Las obras de salvación acompañaron al joven Domingo y tuvo la oportunidad de manifestarlas bien a las claras cuando se desató una carestía bastante extendida. Nada mejor que continuar dándole la palabra a su biógrafo apenas mencionado: «Por el tiempo en que continuaba estudiando en Palencia se desencadenó una gran hambre por casi toda España. Entonces él, conmovido por la necesidad de los pobres y ardiendo dentro de sí en amor de compasión se resolvió, con un solo acto, obedecer, a la vez, los consejos del Señor y reparar en cuanto pudiera la miseria de los pobres que morían de hambre. Vendió, pues, los libros que poseía, aunque le eran verdaderamente necesarios, con todo su ajuar de estudiante, fundando una cierta limosna. Distribuyó y donó lo suyo a los pobres (Sal 111,9]. Con su ejemplo de piedad provocó de tal modo a otros estudiantes teólogos y maestros que, cayendo en la cuenta de su dejadez, en contraste con la generosidad del joven, abundaron desde entonces en limosnas más crecidas».

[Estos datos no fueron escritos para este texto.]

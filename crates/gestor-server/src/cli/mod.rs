use clap::Parser;

pub mod root_commands;

pub use root_commands::{Commands, DatabaseArgs, ServeArgs};

/// Top-level CLI parser for the `gestor` binary.
#[derive(Debug, Parser)]
#[command(name = "gestor", version, about = "Gestor - course subject manager")]
pub struct Cli {
    /// Defaults to `serve` when omitted.
    #[command(subcommand)]
    pub command: Option<Commands>,

    /// Quiet mode (errors only)
    #[arg(short, long, global = true)]
    pub quiet: bool,

    /// Verbose mode (debug logging)
    #[arg(short, long, global = true)]
    pub verbose: bool,
}

impl Cli {
    /// The command to run, with a bare `gestor` meaning `gestor serve`.
    #[must_use]
    pub fn into_command(self) -> Commands {
        self.command
            .unwrap_or_else(|| Commands::Serve(ServeArgs::default()))
    }
}

#[cfg(test)]
mod tests {
    use clap::{CommandFactory, Parser};
    use pretty_assertions::assert_eq;

    use super::{Cli, Commands, DatabaseArgs, ServeArgs};

    #[test]
    fn clap_command_tree_is_valid() {
        Cli::command().debug_assert();
    }

    #[test]
    fn bare_invocation_serves_with_config_defaults() {
        let cli = Cli::try_parse_from(["gestor"]).expect("cli should parse");
        assert!(!cli.quiet);
        assert_eq!(cli.into_command(), Commands::Serve(ServeArgs::default()));
    }

    #[test]
    fn serve_flags_override_config() {
        let cli = Cli::try_parse_from([
            "gestor",
            "serve",
            "--bind",
            "0.0.0.0:9000",
            "--db",
            "/tmp/subjects.db",
        ])
        .expect("cli should parse");

        assert_eq!(
            cli.into_command(),
            Commands::Serve(ServeArgs {
                bind: Some("0.0.0.0:9000".into()),
                database: DatabaseArgs {
                    db: Some("/tmp/subjects.db".into()),
                },
            })
        );
    }

    #[test]
    fn global_flags_parse_after_subcommand() {
        let cli = Cli::try_parse_from(["gestor", "migrate", "--verbose", "--db", ":memory:"])
            .expect("cli should parse");

        assert!(cli.verbose);
        assert_eq!(
            cli.into_command(),
            Commands::Migrate(DatabaseArgs {
                db: Some(":memory:".into()),
            })
        );
    }

    #[test]
    fn unknown_subcommand_is_rejected() {
        assert!(Cli::try_parse_from(["gestor", "seed"]).is_err());
    }
}
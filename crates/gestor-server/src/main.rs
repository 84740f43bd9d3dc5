use anyhow::Context;
use clap::Parser;

use gestor_config::GestorConfig;
use gestor_server::{cli, commands};

#[tokio::main]
async fn main() {
    if let Err(error) = run().await {
        eprintln!("gestor error: {error:#}");
        std::process::exit(1);
    }
}

async fn run() -> anyhow::Result<()> {
    let cli = cli::Cli::parse();
    let config = GestorConfig::load_with_dotenv().context("failed to load gestor configuration")?;
    init_tracing(cli.quiet, cli.verbose, config.general.log_filter())?;

    commands::dispatch(cli.into_command(), &config).await
}

/// Install the global subscriber.
///
/// `GESTOR_LOG` wins, then `general.log_filter` from config, then the level
/// implied by `--quiet` or `--verbose`.
fn init_tracing(quiet: bool, verbose: bool, configured: Option<&str>) -> anyhow::Result<()> {
    let level = if quiet {
        "error"
    } else if verbose {
        "debug"
    } else {
        "info"
    };

    let filter = tracing_subscriber::EnvFilter::try_from_env("GESTOR_LOG").unwrap_or_else(|_| {
        match configured {
            Some(directives) if !quiet && !verbose => tracing_subscriber::EnvFilter::new(directives),
            _ => tracing_subscriber::EnvFilter::new(level),
        }
    });

    tracing_subscriber::fmt()
        .with_env_filter(filter)
        .try_init()
        .map_err(|error| anyhow::anyhow!("failed to initialize tracing subscriber: {error}"))?;

    Ok(())
}
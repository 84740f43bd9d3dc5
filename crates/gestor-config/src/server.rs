//! HTTP server configuration.

use std::net::SocketAddr;

use serde::{Deserialize, Serialize};

use crate::ConfigError;

/// Default listen address.
fn default_bind() -> String {
    "127.0.0.1:8080".to_string()
}

#[derive(Debug, Clone, Deserialize, Serialize)]
pub struct ServerConfig {
    /// Socket address the HTTP server listens on (e.g., `0.0.0.0:8080`).
    #[serde(default = "default_bind")]
    pub bind: String,
}

impl Default for ServerConfig {
    fn default() -> Self {
        Self {
            bind: default_bind(),
        }
    }
}

impl ServerConfig {
    /// Parse `bind` as a socket address.
    ///
    /// # Errors
    ///
    /// Returns `ConfigError::InvalidBind` if `bind` is not `host:port`.
    pub fn socket_addr(&self) -> Result<SocketAddr, ConfigError> {
        parse_bind(&self.bind)
    }
}

/// Parse a `host:port` listen address.
///
/// # Errors
///
/// Returns `ConfigError::InvalidBind` carrying the rejected value.
pub fn parse_bind(raw: &str) -> Result<SocketAddr, ConfigError> {
    raw.trim()
        .parse()
        .map_err(|e: std::net::AddrParseError| ConfigError::InvalidBind {
            value: raw.to_string(),
            reason: e.to_string(),
        })
}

La expresión latina es ésta: «Eleemosinam quandam instituens», instituyendo o fundando una limosna. Creó, en consecuencia, una institución, un local de limosna, un albergue. Todavía hoy en edificios medievales, puede leerse esta o parecida inscripción: «Domus eleemosinæ», «Casa de la almoina», casa de la limosna. Eran los antecedentes de lo que más tarde se llamaron «santos hospitales», «hospicios», «hospederías», muchas veces lugares de acogida para los pobres, enfermos, peregrinos, y para cuantos necesitaran de la caridad cristiana.